--- THE DATA ---
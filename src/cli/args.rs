//! CLI argument definitions using clap
//!
//! Commands:
//! - clientdir serve [--config <path>] [--watch-dir <dir>] [--pattern <glob>] [--port <n>]
//! - clientdir inspect <file>

use clap::{Args, Parser, Subcommand};
use std::path::PathBuf;

/// clientdir - an in-memory client directory fed by snapshot files
#[derive(Parser, Debug)]
#[command(name = "clientdir")]
#[command(version, about, long_about = None)]
pub struct Cli {
    #[command(subcommand)]
    pub command: Command,
}

#[derive(Subcommand, Debug)]
pub enum Command {
    /// Load the newest snapshot, keep polling for new ones and serve HTTP
    Serve(ServeArgs),

    /// Parse a snapshot file and print a summary of its entries
    Inspect {
        /// Snapshot file to check
        file: PathBuf,
    },
}

/// Options for `serve`; flags override values from the config file
#[derive(Args, Debug, Clone, Default)]
pub struct ServeArgs {
    /// Path to configuration file (defaults apply when omitted)
    #[arg(long)]
    pub config: Option<PathBuf>,

    /// Directory to watch for snapshot files
    #[arg(long)]
    pub watch_dir: Option<PathBuf>,

    /// Snapshot file name glob, e.g. "clients_*.json"
    #[arg(long)]
    pub pattern: Option<String>,

    /// HTTP port
    #[arg(long)]
    pub port: Option<u16>,
}

impl Cli {
    /// Parse command line arguments
    pub fn parse_args() -> Self {
        Cli::parse()
    }
}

--- EXERCISE INSTRUCTIONS ---
When you reach the end of the records, set them all down again exactly.

--- SOLUTION ---
filename src/cli/args.rs
//! CLI argument definitions using clap
//!
//! Commands:
//! - clientdir serve [--config <path>] [--watch-dir <dir>] [--pattern <glob>] [--port <n>]
//! - clientdir inspect <file>

use clap::{Args, Parser, Subcommand};
use std::path::PathBuf;

/// clientdir - an in-memory client directory fed by snapshot files
#[derive(Parser, Debug)]
#[command(name = "clientdir")]
#[command(version, about, long_about = None)]
pub struct Cli {
    #[command(subcommand)]
    pub command: Command,
}

#[derive(Subcommand, Debug)]
pub enum Command {
    /// Load the newest snapshot, keep polling for new ones and serve HTTP
    Serve(ServeArgs),

    /// Parse a snapshot file and print a summary of its entries
    Inspect {
        /// Snapshot file to check
        file: PathBuf,
    },
}

/// Options for `serve`; flags override values from the config file
#[derive(Args, Debug, Clone, Default)]
pub struct ServeArgs {
    /// Path to configuration file (defaults apply when omitted)
    #[arg(long)]
    pub config: Option<PathBuf>,

    /// Directory to watch for snapshot files
    #[arg(long)]
    pub watch_dir: Option<PathBuf>,

    /// Snapshot file name glob, e.g. "clients_*.json"
    #[arg(long)]
    pub pattern: Option<String>,

    /// HTTP port
    #[arg(long)]
    pub port: Option<u16>,
}

impl Cli {
    /// Parse command line arguments
    pub fn parse_args() -> Self {
        Cli::parse()
    }
}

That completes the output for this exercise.